Not that we’re meanies or anything, but it’s just so obvious what a man is up to and having seen many, many, many “relationships” go down the tubes, it’s not hard to resist and say no.
How many times have we seen these same men (if you should call them that), the ones who one night are whispering in your ear how much they like you, and would love to get to know you better, such a pity you’re not down here for longer, and god will they miss you when you leave…and when was that again? Oh, tomorrow? They probably can milk out a couple of crocodile tears for you and say that their lives will never be the same again.
Yeah. Of course it will never be the same again. They have another notch on their belt. They probably compare notes. Or not; who knows, they might be very territorial. Oh please.
Those same guys will accompany you to the airline of choice, and hold you and tell you how much they will miss you. While you make promises, and think to yourself that if you work x amount of hours extra a week, you can soon wrangle a few weeks off and head back down to paradise. Back to your Belizean man.
You know what happens when you board that flight? While you wave like a maniac through your window, with tears streaming down your face?
That same guy who just pledged his love for you and claimed he would wait for you is at that very moment, sitting down in the chairs, waiting to see which hottie gets off the plane that just landed.
The line is cast, “how you doing sweetheart?” The shy newcomer doesn’t quite know what to say or how to react. “I’m ‘XYZ’, where you from? First time here? You staying long on the island? I know a couple places and definitely some people I could recommend. I can help you have a good time mon.” (oh please, we’re not in Jamaica!)
Shy Newcomer thinks to self, “well, he seems nice, and what an open friendly face. And isn’t that what this trip is about? Immersing oneself in the culture?”
She nods, smiles and says, “Well, maybe we can meet up sometime during my stay. I am staying at so and so hotel, and would love to check out the place with a local guide.”
Hook, line, sinker. And he’s back in business.

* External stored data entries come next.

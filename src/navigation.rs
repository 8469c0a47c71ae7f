//! This file defines the templates and a convenience function for creating the navigation bar.

use maud::{Markup, html};

use crate::endpoints;

/// Template for a link in the navigation bar.
///
/// It will change appearance if `is_current` is set to
/// `true`. Only one link should be set as active at any one time.
#[derive(Clone)]
struct Link<'a> {
    url: &'a str,
    title: &'a str,
    is_current: bool,
}

impl Link<'_> {
    fn into_html(self) -> Markup {
        let style = if self.is_current {
            "block py-2 px-3 text-white bg-blue-700 rounded-sm lg:bg-transparent
        lg:text-blue-700 lg:p-0 dark:text-white lg:dark:text-blue-500"
        } else {
            "block py-2 px-3 text-gray-900 rounded-sm hover:bg-gray-100
        lg:hover:bg-transparent lg:border-0 lg:hover:text-blue-700 lg:p-0
        dark:text-white lg:dark:hover:text-blue-500 dark:hover:bg-gray-700
        dark:hover:text-white lg:dark:hover:bg-transparent"
        };

        html!( a href=(self.url) class=(style) { (self.title) } )
    }
}

pub struct NavBar<'a> {
    links: Vec<Link<'a>>,
}

impl NavBar<'_> {
    /// Get the navigation bar.
    ///
    /// If a link matches `active_endpoint`, then that link will be
    /// marked as active and displayed differently in the HTML.
    pub fn new(active_endpoint: &str) -> NavBar<'_> {
        let links = vec![
            Link {
                url: endpoints::DASHBOARD_VIEW,
                title: "Dashboard",
                is_current: active_endpoint == endpoints::DASHBOARD_VIEW,
            },
            Link {
                url: endpoints::SALES_VIEW,
                title: "Vendas",
                is_current: active_endpoint == endpoints::SALES_VIEW,
            },
            Link {
                url: endpoints::REPORT_VIEW,
                title: "Relatório",
                is_current: active_endpoint == endpoints::REPORT_VIEW,
            },
            Link {
                url: endpoints::LOG_OUT,
                title: "Sair",
                is_current: false,
            },
        ];

        NavBar { links }
    }

    pub fn into_html(self) -> Markup {
        // Template adapted from https://flowbite.com/docs/components/navbar/#default-navbar
        html!(
            nav class="bg-white border-gray-200 dark:bg-gray-900"
            {
                div
                    class="max-w-screen-xl flex flex-wrap items-center justify-between mx-auto p-4"
                {
                    a
                        href="/"
                        class="flex items-center space-x-3 rtl:space-x-reverse"
                    {
                        span
                            class="self-center text-2xl font-semibold whitespace-nowrap dark:text-white"
                        {
                            "Vendas MEI"
                        }
                    }

                    div class="w-full lg:block lg:w-auto"
                    {
                        ul
                            class="font-medium flex flex-col p-4 lg:p-0 mt-4
                            border border-gray-100 rounded bg-gray-50
                            lg:flex-row lg:space-x-8 rtl:space-x-reverse lg:mt-0
                            lg:border-0 lg:bg-white dark:bg-gray-800
                            lg:dark:bg-gray-900 dark:border-gray-700"
                        {
                            @for link in self.links.into_iter() {
                                li { (link.into_html()) }
                            }
                        }
                    }
                }
            }
        )
    }
}
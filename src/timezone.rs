//! Resolves the server's configured timezone to a UTC offset.
//!
//! Timestamps are stored in UTC; pages that show dates convert them with the
//! offset returned here.

use time::{OffsetDateTime, UtcOffset};
use time_tz::{Offset, TimeZone};

/// Look up the current UTC offset for an IANA timezone name such as
/// "America/Sao_Paulo".
///
/// Returns [None] if the name is not a known timezone.
pub fn get_local_offset(canonical_timezone: &str) -> Option<UtcOffset> {
    time_tz::timezones::get_by_name(canonical_timezone)
        .map(|tz| tz.get_offset_utc(&OffsetDateTime::now_utc()).to_utc())
}
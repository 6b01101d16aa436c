use std::fmt;
use std::str::FromStr;

use chrono::{DateTime, Utc};
use serde::{Deserialize, Serialize};
use uuid::Uuid;

// --- Platforms ---

/// A platform the listener polls. Exhaustive: adding a platform is a compile
/// error everywhere a per-platform decision is made.
#[derive(Debug, Clone, Copy, PartialEq, Eq, Hash, PartialOrd, Ord, Serialize, Deserialize)]
#[serde(rename_all = "snake_case")]
pub enum Platform {
    Reddit,
    X,
    #[serde(rename = "linkedin")]
    LinkedIn,
    #[serde(rename = "hn")]
    HackerNews,
}

impl Platform {
    pub const ALL: [Platform; 4] = [
        Platform::Reddit,
        Platform::X,
        Platform::LinkedIn,
        Platform::HackerNews,
    ];

    /// Storage key, as written to `discovered_posts.platform`.
    pub fn as_str(&self) -> &'static str {
        match self {
            Platform::Reddit => "reddit",
            Platform::X => "x",
            Platform::LinkedIn => "linkedin",
            Platform::HackerNews => "hn",
        }
    }

    pub fn display_name(&self) -> &'static str {
        match self {
            Platform::Reddit => "Reddit",
            Platform::X => "X",
            Platform::LinkedIn => "LinkedIn",
            Platform::HackerNews => "Hacker News",
        }
    }
}

impl fmt::Display for Platform {
    fn fmt(&self, f: &mut fmt::Formatter<'_>) -> fmt::Result {
        f.write_str(self.as_str())
    }
}

impl FromStr for Platform {
    type Err = String;

    fn from_str(s: &str) -> Result<Self, Self::Err> {
        match s.trim().to_lowercase().as_str() {
            "reddit" => Ok(Platform::Reddit),
            "x" | "twitter" => Ok(Platform::X),
            "linkedin" => Ok(Platform::LinkedIn),
            "hn" | "hackernews" | "hacker_news" => Ok(Platform::HackerNews),
            other => Err(format!("unknown platform: {other}")),
        }
    }
}

// --- Discovery pipeline ---

/// A post as fetched from a platform, normalized but not yet filtered.
#[derive(Debug, Clone, PartialEq)]
pub struct RawCandidate {
    pub platform: Platform,
    pub external_id: String,
    pub external_url: String,
    pub author_name: String,
    pub author_handle: String,
    pub content: String,
    pub thread_context: Option<String>,
    pub posted_at: Option<DateTime<Utc>>,
}

/// A candidate that passed the content filter. Always carries at least one
/// matched keyword; the only way to build one is [`ListenerResult::new`].
#[derive(Debug, Clone, PartialEq)]
pub struct ListenerResult {
    pub candidate: RawCandidate,
    matched_keywords: Vec<String>,
    pub discovered_at: DateTime<Utc>,
}

impl ListenerResult {
    /// Returns `None` when `matched_keywords` is empty.
    pub fn new(
        candidate: RawCandidate,
        matched_keywords: Vec<String>,
        discovered_at: DateTime<Utc>,
    ) -> Option<Self> {
        if matched_keywords.is_empty() {
            return None;
        }
        Some(Self {
            candidate,
            matched_keywords,
            discovered_at,
        })
    }

    pub fn matched_keywords(&self) -> &[String] {
        &self.matched_keywords
    }

    /// The `(platform, external_id)` dedup key.
    pub fn dedup_key(&self) -> (Platform, &str) {
        (self.candidate.platform, self.candidate.external_id.as_str())
    }
}

/// Review state of a stored post. The listener only ever writes `New`;
/// the dashboard owns the other transitions.
#[derive(Debug, Clone, Copy, PartialEq, Eq, Serialize, Deserialize)]
#[serde(rename_all = "snake_case")]
pub enum PostStatus {
    New,
    Queued,
    Replied,
    Dismissed,
}

impl PostStatus {
    pub fn as_str(&self) -> &'static str {
        match self {
            PostStatus::New => "new",
            PostStatus::Queued => "queued",
            PostStatus::Replied => "replied",
            PostStatus::Dismissed => "dismissed",
        }
    }
}

impl FromStr for PostStatus {
    type Err = String;

    fn from_str(s: &str) -> Result<Self, Self::Err> {
        match s {
            "new" => Ok(PostStatus::New),
            "queued" => Ok(PostStatus::Queued),
            "replied" => Ok(PostStatus::Replied),
            "dismissed" => Ok(PostStatus::Dismissed),
            other => Err(format!("unknown post status: {other}")),
        }
    }
}

/// Row shape submitted to storage: a [`ListenerResult`] with its keyword list
/// serialized the way `discovered_posts.matched_keywords` stores it.
#[derive(Debug, Clone, PartialEq)]
pub struct NewDiscoveredPost {
    pub platform: Platform,
    pub external_id: String,
    pub external_url: String,
    pub author_name: String,
    pub author_handle: String,
    pub content: String,
    pub thread_context: Option<String>,
    pub matched_keywords: Vec<String>,
    pub posted_at: Option<DateTime<Utc>>,
    pub discovered_at: DateTime<Utc>,
}

impl NewDiscoveredPost {
    /// JSON array text, e.g. `["trading bot","LLM"]`.
    pub fn matched_keywords_json(&self) -> String {
        serde_json::to_string(&self.matched_keywords).unwrap_or_else(|_| "[]".to_string())
    }
}

impl From<ListenerResult> for NewDiscoveredPost {
    fn from(result: ListenerResult) -> Self {
        let c = result.candidate;
        Self {
            platform: c.platform,
            external_id: c.external_id,
            external_url: c.external_url,
            author_name: c.author_name,
            author_handle: c.author_handle,
            content: c.content,
            thread_context: c.thread_context,
            matched_keywords: result.matched_keywords,
            posted_at: c.posted_at,
            discovered_at: result.discovered_at,
        }
    }
}

/// A stored post.
#[derive(Debug, Clone, PartialEq)]
pub struct DiscoveredPost {
    pub id: Uuid,
    pub platform: Platform,
    pub external_id: String,
    pub external_url: String,
    pub author_name: String,
    pub author_handle: String,
    pub content: String,
    pub thread_context: Option<String>,
    /// Serialized JSON array of keyword phrases.
    pub matched_keywords: String,
    pub posted_at: Option<DateTime<Utc>>,
    pub discovered_at: DateTime<Utc>,
    pub status: PostStatus,
}

impl DiscoveredPost {
    pub fn keywords(&self) -> Vec<String> {
        serde_json::from_str(&self.matched_keywords).unwrap_or_default()
    }
}

/// A tracked keyword phrase. Owned by the settings surface; the listener reads
/// active phrases and bumps `posts_matched`.
#[derive(Debug, Clone, PartialEq, Serialize, Deserialize)]
pub struct Keyword {
    pub id: Uuid,
    pub phrase: String,
    pub category: Option<String>,
    pub is_active: bool,
    pub posts_matched: i64,
}

impl Keyword {
    pub fn new(phrase: &str, category: Option<&str>) -> Self {
        Self {
            id: Uuid::new_v4(),
            phrase: phrase.to_string(),
            category: category.map(str::to_string),
            is_active: true,
            posts_matched: 0,
        }
    }
}

// --- Credentials ---

#[derive(Clone, PartialEq, Deserialize)]
#[serde(rename_all = "camelCase")]
pub struct RedditCredentials {
    pub client_id: String,
    pub client_secret: String,
    pub username: String,
    pub password: String,
}

impl fmt::Debug for RedditCredentials {
    fn fmt(&self, f: &mut fmt::Formatter<'_>) -> fmt::Result {
        f.debug_struct("RedditCredentials")
            .field("client_id", &self.client_id)
            .field("username", &self.username)
            .finish_non_exhaustive()
    }
}

#[derive(Clone, PartialEq, Deserialize)]
#[serde(rename_all = "camelCase")]
pub struct XCredentials {
    pub api_key: String,
}

impl fmt::Debug for XCredentials {
    fn fmt(&self, f: &mut fmt::Formatter<'_>) -> fmt::Result {
        f.debug_struct("XCredentials").finish_non_exhaustive()
    }
}

#[derive(Clone, PartialEq, Deserialize)]
#[serde(rename_all = "camelCase")]
pub struct LinkedInCredentials {
    pub api_token: String,
    #[serde(default)]
    pub actor_id: Option<String>,
}

impl fmt::Debug for LinkedInCredentials {
    fn fmt(&self, f: &mut fmt::Formatter<'_>) -> fmt::Result {
        f.debug_struct("LinkedInCredentials")
            .field("actor_id", &self.actor_id)
            .finish_non_exhaustive()
    }
}

/// Decrypted credentials for one platform account.
#[derive(Debug, Clone, PartialEq)]
pub enum PlatformCredentials {
    Reddit(RedditCredentials),
    X(XCredentials),
    LinkedIn(LinkedInCredentials),
}

impl PlatformCredentials {
    /// Parse a decrypted JSON blob into the typed struct for `platform`.
    /// Hacker News has no authenticated mode, so it never has credentials.
    pub fn parse(platform: Platform, json: &str) -> Result<Option<Self>, serde_json::Error> {
        let creds = match platform {
            Platform::Reddit => Some(PlatformCredentials::Reddit(serde_json::from_str(json)?)),
            Platform::X => Some(PlatformCredentials::X(serde_json::from_str(json)?)),
            Platform::LinkedIn => Some(PlatformCredentials::LinkedIn(serde_json::from_str(json)?)),
            Platform::HackerNews => None,
        };
        Ok(creds)
    }

    pub fn platform(&self) -> Platform {
        match self {
            PlatformCredentials::Reddit(_) => Platform::Reddit,
            PlatformCredentials::X(_) => Platform::X,
            PlatformCredentials::LinkedIn(_) => Platform::LinkedIn,
        }
    }
}
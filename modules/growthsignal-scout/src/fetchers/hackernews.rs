// Hacker News through the Algolia search API. No credentials; stories and
// comments are searched separately so each can carry its own context.

use std::fmt;
use std::time::Duration;

use async_trait::async_trait;
use chrono::{DateTime, Utc};
use serde::Deserialize;
use tracing::info;

use growthsignal_common::{Config, Platform, RawCandidate};

use super::{
    http_client, query_terms, run_queries, send_json, FetchMode, FetchReport, FetchRequest,
    Pacing, PlatformFetcher, PlatformItem, SERVICE_USER_AGENT,
};
use crate::filter::strip_html;

const BASE_URL: &str = "https://hn.algolia.com/api/v1";
const HITS_PER_PAGE: u32 = 50;

const DEFAULT_TOPICS: &[&str] = &["trading bot", "algorithmic trading", "LLM agents"];

#[derive(Debug, Clone, Copy, PartialEq, Eq)]
pub enum HnTag {
    Story,
    Comment,
}

impl HnTag {
    pub fn as_str(&self) -> &'static str {
        match self {
            HnTag::Story => "story",
            HnTag::Comment => "comment",
        }
    }
}

#[derive(Debug, Clone, PartialEq, Eq)]
pub struct HnQuery {
    pub tag: HnTag,
    pub term: String,
}

impl fmt::Display for HnQuery {
    fn fmt(&self, f: &mut fmt::Formatter<'_>) -> fmt::Result {
        write!(f, "{}: {}", self.tag.as_str(), self.term)
    }
}

/// A story query and a comment query for every term.
pub fn build_queries(terms: Vec<String>) -> Vec<HnQuery> {
    terms
        .into_iter()
        .flat_map(|term| {
            [HnTag::Story, HnTag::Comment].map(|tag| HnQuery {
                tag,
                term: term.clone(),
            })
        })
        .collect()
}

// --- API shapes ---

#[derive(Debug, Deserialize)]
struct SearchResponse {
    #[serde(default)]
    hits: Vec<HnHit>,
}

#[derive(Debug, Clone, Deserialize)]
pub struct HnHit {
    #[serde(rename = "objectID")]
    pub object_id: String,
    #[serde(default)]
    pub title: Option<String>,
    #[serde(default)]
    pub story_text: Option<String>,
    #[serde(default)]
    pub comment_text: Option<String>,
    #[serde(default)]
    pub author: Option<String>,
    #[serde(default)]
    pub created_at_i: Option<i64>,
    #[serde(default)]
    pub story_title: Option<String>,
    #[serde(default)]
    pub story_id: Option<i64>,
    #[serde(default)]
    pub url: Option<String>,
}

pub(crate) fn normalize(hit: HnHit) -> Option<RawCandidate> {
    let non_empty = |s: Option<String>| s.filter(|s| !s.trim().is_empty());

    let (content, thread_context) = match non_empty(hit.comment_text) {
        Some(comment) => (
            strip_html(&comment),
            non_empty(hit.story_title).map(|t| format!("Re: {t}")),
        ),
        None => {
            let title = non_empty(hit.title).unwrap_or_default();
            let body = non_empty(hit.story_text)
                .map(|b| strip_html(&b))
                .or(non_empty(hit.url))
                .unwrap_or_default();
            (format!("{title}\n\n{body}").trim().to_string(), None)
        }
    };
    if content.is_empty() {
        return None;
    }

    let author = hit.author.unwrap_or_default();
    Some(RawCandidate {
        platform: Platform::HackerNews,
        external_url: format!("https://news.ycombinator.com/item?id={}", hit.object_id),
        external_id: hit.object_id,
        author_name: author.clone(),
        author_handle: author,
        content,
        thread_context,
        posted_at: hit.created_at_i.and_then(|ts| DateTime::from_timestamp(ts, 0)),
    })
}

// --- Fetcher ---

pub struct HackerNewsFetcher {
    client: reqwest::Client,
    base_url: String,
    pacing: Pacing,
    max_user_keywords: usize,
    topics: Vec<String>,
}

impl HackerNewsFetcher {
    pub fn new(config: &Config) -> Self {
        Self {
            client: http_client(Duration::from_secs(config.http_timeout_secs), SERVICE_USER_AGENT),
            base_url: BASE_URL.to_string(),
            pacing: Pacing::fixed(Duration::from_millis(500)),
            max_user_keywords: config.max_user_keywords,
            topics: DEFAULT_TOPICS.iter().map(|t| t.to_string()).collect(),
        }
    }

    pub fn with_base_url(mut self, base_url: &str) -> Self {
        self.base_url = base_url.trim_end_matches('/').to_string();
        self
    }

    pub fn with_pacing(mut self, pacing: Pacing) -> Self {
        self.pacing = pacing;
        self
    }

    pub fn with_topics(mut self, topics: Vec<String>) -> Self {
        self.topics = topics;
        self
    }

    async fn search(
        &self,
        query: &HnQuery,
        since: DateTime<Utc>,
    ) -> growthsignal_common::Result<Vec<RawCandidate>> {
        let numeric = format!("created_at_i>{}", since.timestamp());
        let hits_per_page = HITS_PER_PAGE.to_string();
        let resp: SearchResponse = send_json(
            self.client
                .get(format!("{}/search_by_date", self.base_url))
                .query(&[
                    ("query", query.term.as_str()),
                    ("tags", query.tag.as_str()),
                    ("numericFilters", numeric.as_str()),
                    ("hitsPerPage", hits_per_page.as_str()),
                ]),
        )
        .await?;

        Ok(resp
            .hits
            .into_iter()
            .filter_map(|hit| PlatformItem::HackerNews(hit).normalize())
            .collect())
    }
}

#[async_trait]
impl PlatformFetcher for HackerNewsFetcher {
    fn platform(&self) -> Platform {
        Platform::HackerNews
    }

    async fn fetch(&self, request: &FetchRequest<'_>) -> growthsignal_common::Result<FetchReport> {
        let since = request.since;
        let queries = build_queries(query_terms(
            &self.topics,
            request.keywords,
            self.max_user_keywords,
        ));
        info!(queries = queries.len(), since = %since, "Searching Hacker News");

        let (candidates, queries) = run_queries(
            Platform::HackerNews,
            queries,
            self.pacing.delay(FetchMode::Public),
            |q| async move { self.search(&q, since).await },
        )
        .await;

        Ok(FetchReport {
            mode: FetchMode::Public,
            candidates,
            queries,
        })
    }
}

Yes, I saw that happen, I am not making that up. It was quite the spectacle, and I thanked myself for being such a shameless people-watcher. I saw and made a mental note to someday, let the world know. And again, as sad as it is to see these things happen, it has to be said that studies have shown that many singles particularly enjoy heading down to the Caribbean for a bit of a fling. A fling is fine. Someone who reads this column recommends the full body condom (ha). Being careful and knowing what you’re getting into is fine. No-one judges you on that. As in all relationships and life experiences, flings are just par for the course. It’s when you get into something and actually expect something bigger to come out of it that you run into trouble. Your boat runs into the reef, per se. Not pretty, not fun; especially if you made the mistake of misjudging who you’re thinking of building a future with.
But, more to come. Lots more to say on the subject. And, of course, I can warm the cockles of your cold, cold heart with success stories! Yes, there are. The diamonds do exist, it’s just hard to find when the fakes are glittering around you, confusing you. Isn’t that always the case, though?